Neo4j version: 4.2.6
I have problem using cypher shell after making changes to neo4j.conf:
dbms.default_listen_address=0.0.0.0
dbms.default_advertised_address=abc.com
dbms.connector.bolt.tls_level=REQUIRED
dbms.connector.http.enabled=false
dbms.connector.https.enabled=true
dbms.ssl.policy.bolt.enabled=true
dbms.ssl.policy.bolt.base_directory=certificates/bolt
dbms.ssl.policy.bolt.private_key=private.key
dbms.ssl.policy.bolt.public_certificate=public.crt
dbms.ssl.policy.bolt.client_auth=NONE
dbms.ssl.policy.https.enabled=true
dbms.ssl.policy.https.base_directory=certificates/https
dbms.ssl.policy.https.private_key=private.key
dbms.ssl.policy.https.public_certificate=public.crt
dbms.ssl.policy.https.client_auth=NONE
Using browser, abc.com:7473 works fine and abc.com:7687 returns not a WebSocket handshake request: missing upgrade.
# expected error when I call without stating address
$ ./cypher-shell
Connection to the database terminated. Please ensure that your database is listening on the correct host and port and that you have compatible encryption settings both on Neo4j server and driver. Note that the default encryption setting has changed in Neo4j 4.0.

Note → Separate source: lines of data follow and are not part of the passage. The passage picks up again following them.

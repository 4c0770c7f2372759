// This Source Code Form is subject to the terms of the Mozilla Public
// License, v. 2.0. If a copy of the MPL was not distributed with this
// file, You can obtain one at https://mozilla.org/MPL/2.0/.

//! HEVC SEI messages carried in the 'auxC' subtype bytes of depth images.
//!
//! The blob starts with a 32-bit length followed by length-prefixed NAL
//! units. Only the depth-representation-info payload (id 177) of SEI NAL
//! units (types 39/40) is understood.

use bitreader::BitReader;
use fallible_collections::TryVec;

use crate::bitstream::read_uvlc;
use crate::error::{Error, ErrorCode, Result, SubError};

/// How depth samples map to scene geometry.
#[derive(Debug, Clone, Copy, PartialEq, Eq)]
pub enum DepthRepresentationType {
    UniformInverseZ,
    UniformDisparity,
    UniformZ,
    NonuniformDisparity,
}

impl TryFrom<u32> for DepthRepresentationType {
    type Error = Error;

    fn try_from(value: u32) -> Result<Self> {
        match value {
            0 => Ok(Self::UniformInverseZ),
            1 => Ok(Self::UniformDisparity),
            2 => Ok(Self::UniformZ),
            3 => Ok(Self::NonuniformDisparity),
            _ => Err(Error::with_message(
                ErrorCode::InvalidInput,
                SubError::Unspecified,
                "unknown depth representation type",
            )),
        }
    }
}

/// Depth representation information SEI (payload id 177).
#[derive(Debug, PartialEq)]
pub struct DepthRepresentationInfo {
    pub version: u8,
    pub has_z_near: bool,
    pub has_z_far: bool,
    pub has_d_min: bool,
    pub has_d_max: bool,
    pub z_near: f64,
    pub z_far: f64,
    pub d_min: f64,
    pub d_max: f64,
    pub depth_representation_type: DepthRepresentationType,
    pub disparity_reference_view: u32,
    pub nonlinear_model: TryVec<u8>,
}

#[derive(Debug)]
pub enum SeiMessage {
    DepthRepresentationInfo(DepthRepresentationInfo),
}

/// The 14-and-more-bit custom float of the depth SEI:
/// `sign(1) | exponent(7) | mantissa_len-1(5) | mantissa(mantissa_len)`.
fn read_depth_rep_info_element(reader: &mut BitReader<'_>) -> Result<f64> {
    let sign = reader.read_bool()?;
    let exponent = reader.read_u8(7)?;
    let mantissa_len = reader.read_u8(5)? + 1;
    // Exponent 127 is reserved; the value is unspecified but still consumed.
    let mantissa = reader.read_u32(mantissa_len)?;

    let value = if exponent > 0 {
        2f64.powi(i32::from(exponent) - 31)
            * (1.0 + f64::from(mantissa) / 2f64.powi(i32::from(mantissa_len)))
    } else {
        2f64.powi(-(30 + i32::from(mantissa_len))) * f64::from(mantissa)
    };

    Ok(if sign { -value } else { value })
}

fn read_depth_representation_info(reader: &mut BitReader<'_>) -> Result<DepthRepresentationInfo> {
    let mut msg = DepthRepresentationInfo {
        version: 1,
        has_z_near: false,
        has_z_far: false,
        has_d_min: false,
        has_d_max: false,
        z_near: 0.0,
        z_far: 0.0,
        d_min: 0.0,
        d_max: 0.0,
        depth_representation_type: DepthRepresentationType::UniformInverseZ,
        disparity_reference_view: 0,
        nonlinear_model: TryVec::new(),
    };

    msg.has_z_near = reader.read_bool()?;
    msg.has_z_far = reader.read_bool()?;
    msg.has_d_min = reader.read_bool()?;
    msg.has_d_max = reader.read_bool()?;

    msg.depth_representation_type = read_uvlc(reader)?.try_into()?;

    if msg.has_d_min || msg.has_d_max {
        msg.disparity_reference_view = read_uvlc(reader)?;
    }

    if msg.has_z_near {
        msg.z_near = read_depth_rep_info_element(reader)?;
    }
    if msg.has_z_far {
        msg.z_far = read_depth_rep_info_element(reader)?;
    }
    if msg.has_d_min {
        msg.d_min = read_depth_rep_info_element(reader)?;
    }
    if msg.has_d_max {
        msg.d_max = read_depth_rep_info_element(reader)?;
    }

    // TODO: load the non-uniform response curve for
    // DepthRepresentationType::NonuniformDisparity.

    Ok(msg)
}

/// Walk the 'auxC' subtype bytes and collect understood SEI messages.
pub fn decode_hevc_aux_sei_messages(data: &[u8]) -> Result<TryVec<SeiMessage>> {
    let mut msgs = TryVec::new();

    if data.len() < 4 {
        return Ok(msgs);
    }

    let mut reader = BitReader::new(data);
    let len = reader.read_u32(32)?;
    if u64::from(len) > data.len() as u64 - 4 {
        return Err(Error::with_message(
            ErrorCode::InvalidInput,
            SubError::EndOfData,
            "SEI length exceeds auxC subtype data",
        ));
    }

    if (reader.position() / 8) < u64::from(len) {
        let _nal_size = reader.read_u32(32)?;
        let nal_type = reader.read_u8(8)? >> 1;
        reader.skip(8)?;

        if nal_type == 39 || nal_type == 40 {
            // TODO: multi-byte SEI payload headers.
            let payload_id = reader.read_u8(8)?;
            let _payload_size = reader.read_u8(8)?;

            if payload_id == 177 {
                let sei = read_depth_representation_info(&mut reader)?;
                msgs.push(SeiMessage::DepthRepresentationInfo(sei))?;
            }
        }

        // TODO: read the following SEI NAL units once sample files with
        // more than one message are available.
    }

    Ok(msgs)
}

# I tried the following, but they gave the same error
$ ./cypher-shell -a abc.com:7687
$ ./cypher-shell -a neo4j://abc.com:7687
$ ./cypher-shell -a neo4j+s://abc.com:7687
$ ./cypher-shell -a bolt://abc.com:7687
$ ./cypher-shell -a bolt+s://abc.com:7687
This problem goes away if I set dbms.connector.bolt.tls_level=OPTIONAL. Can I understand how I can fix this?
Also I would like to hear your opinion on dbms.default_listen_address=0.0.0.0, to make it more secure, I should change 0.0.0.0 to specific ip right?